Network and computer forensics
Network and computer forensicsNetwork and computer forensics
Network and computer forensics
 

Último

Reconciling Conflicting Data Curation Actions: Transparency Through Argument...
Reconciling Conflicting Data Curation Actions:  Transparency Through Argument...Reconciling Conflicting Data Curation Actions:  Transparency Through Argument...

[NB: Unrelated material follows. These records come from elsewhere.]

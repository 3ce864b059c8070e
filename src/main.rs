use wayfinder::api::LocationAPI;
use wayfinder::config::Config;
use wayfinder::engine::Engine;
use wayfinder::error::Error;
use wayfinder::external::{PositionOptions, Services};
use wayfinder::server::serve;

#[tokio::main]
async fn main() -> Result<(), Error> {
    dotenv::dotenv().ok();
    tracing_subscriber::fmt::init();

    let config = Config::from_env()?;
    let services = Services::from_config(&config)?;

    let engine = Engine::new(
        services,
        &config.map,
        PositionOptions {
            high_accuracy: config.high_accuracy,
        },
    );

    // one-shot, before the first client connects
    engine.acquire_location().await?;

    serve(engine, config.addr).await
}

Reconciling Conflicting Data Curation Actions: Transparency Through Argument...
Bertram Ludäscher
 
Abortion pills in Doha Qatar (+966572737505 ! Get Cytotec
Abortion pills in Doha Qatar (+966572737505 ! Get CytotecAbortion pills in Doha Qatar (+966572737505 ! Get Cytotec
Abortion pills in Doha Qatar (+966572737505 ! Get Cytotec
Abortion pills in Riyadh +966572737505 get cytotec
 
Top profile Call Girls In Chandrapur [ 7014168258 ] Call Me For Genuine Model...

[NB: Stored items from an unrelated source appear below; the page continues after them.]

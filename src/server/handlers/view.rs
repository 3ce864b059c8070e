use axum::extract::{Extension, Json};

use crate::api::{DynAPI, ViewAPI};
use crate::session::Snapshot;

pub async fn find(Extension(api): Extension<DynAPI>) -> Json<Snapshot> {
    api.snapshot().await.into()
}
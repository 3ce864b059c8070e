mod coordinates;
mod event;
mod marker;
mod message;
mod route;
mod suggestion;

pub use coordinates::Coordinates;
pub use event::UiEvent;
pub use marker::Marker;
pub use message::{Message, MessageKind};
pub use route::{PlannedRoute, RouteOverlay};
pub use suggestion::PlaceSuggestion;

Top profile Call Girls In Chandrapur [ 7014168258 ] Call Me For Genuine Model...Top profile Call Girls In Chandrapur [ 7014168258 ] Call Me For Genuine Model...
Top profile Call Girls In Chandrapur [ 7014168258 ] Call Me For Genuine Model...
gajnagarg
 
Lecture_2_Deep_Learning_Overview-newone1
Lecture_2_Deep_Learning_Overview-newone1Lecture_2_Deep_Learning_Overview-newone1
Lecture_2_Deep_Learning_Overview-newone1
ranjankumarbehera14
 
Top profile Call Girls In Purnia [ 7014168258 ] Call Me For Genuine Models We...

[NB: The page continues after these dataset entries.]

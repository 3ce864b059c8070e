use geo_types::LineString;
use serde::{Deserialize, Serialize};
use uuid::Uuid;

use crate::entities::Coordinates;

#[derive(Clone, Debug, Serialize, Deserialize)]
pub struct PlannedRoute {
    pub waypoints: Vec<Coordinates>,
    pub path: LineString<f64>,
    // meters
    pub distance: f64,
    // seconds
    pub duration: f64,
}

#[derive(Clone, Debug, Serialize, Deserialize)]
pub struct RouteOverlay {
    pub id: Uuid,
    pub route: PlannedRoute,
    pub reroute_on_drag: bool,
}

impl RouteOverlay {
    pub fn new(route: PlannedRoute) -> Self {
        RouteOverlay {
            id: Uuid::new_v4(),
            route,
            reroute_on_drag: true,
        }
    }
}
use serde::{Deserialize, Serialize};

use crate::entities::{Message, MessageKind, PlaceSuggestion};

/// Single-slot status area. A new message replaces the previous one.
#[derive(Clone, Debug, Default, Serialize, Deserialize)]
pub struct StatusArea {
    message: Option<Message>,
}

impl StatusArea {
    pub fn message(&self) -> Option<&Message> {
        self.message.as_ref()
    }
}

/// Everything outside the map itself: the query input, the suggestion list,
/// the loading indicator and the status area.
#[derive(Clone, Debug, Serialize, Deserialize)]
pub struct UiSurface {
    pub input: String,
    pub suggestions: Vec<PlaceSuggestion>,
    pub suggestions_visible: bool,
    pub loading: bool,
    pub status: StatusArea,
}

impl UiSurface {
    pub fn new() -> Self {
        UiSurface {
            input: String::new(),
            suggestions: Vec::new(),
            suggestions_visible: false,
            loading: false,
            status: StatusArea::default(),
        }
    }

    pub fn notify(&mut self, kind: MessageKind, text: impl Into<String>) {
        let message = Message::new(kind, text.into());

        match kind {
            MessageKind::Error => tracing::warn!("{}", message.text),
            MessageKind::Success => tracing::info!("{}", message.text),
        }

        self.status.message = Some(message);
    }

    pub fn show_suggestions(&mut self, suggestions: Vec<PlaceSuggestion>) {
        self.suggestions = suggestions;
        self.suggestions_visible = true;
    }

    pub fn hide_suggestions(&mut self) {
        self.suggestions_visible = false;
    }
}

Top profile Call Girls In Purnia [ 7014168258 ] Call Me For Genuine Models We...Top profile Call Girls In Purnia [ 7014168258 ] Call Me For Genuine Models We...
Top profile Call Girls In Purnia [ 7014168258 ] Call Me For Genuine Models We...
nirzagarg
 
怎样办理纽约州立大学宾汉姆顿分校毕业证(SUNY-Bin毕业证书)成绩单学校原版复制
怎样办理纽约州立大学宾汉姆顿分校毕业证(SUNY-Bin毕业证书)成绩单学校原版复制怎样办理纽约州立大学宾汉姆顿分校毕业证(SUNY-Bin毕业证书)成绩单学校原版复制
怎样办理纽约州立大学宾汉姆顿分校毕业证(SUNY-Bin毕业证书)成绩单学校原版复制
vexqp
 
Top profile Call Girls In bhavnagar [ 7014168258 ] Call Me For Genuine Models...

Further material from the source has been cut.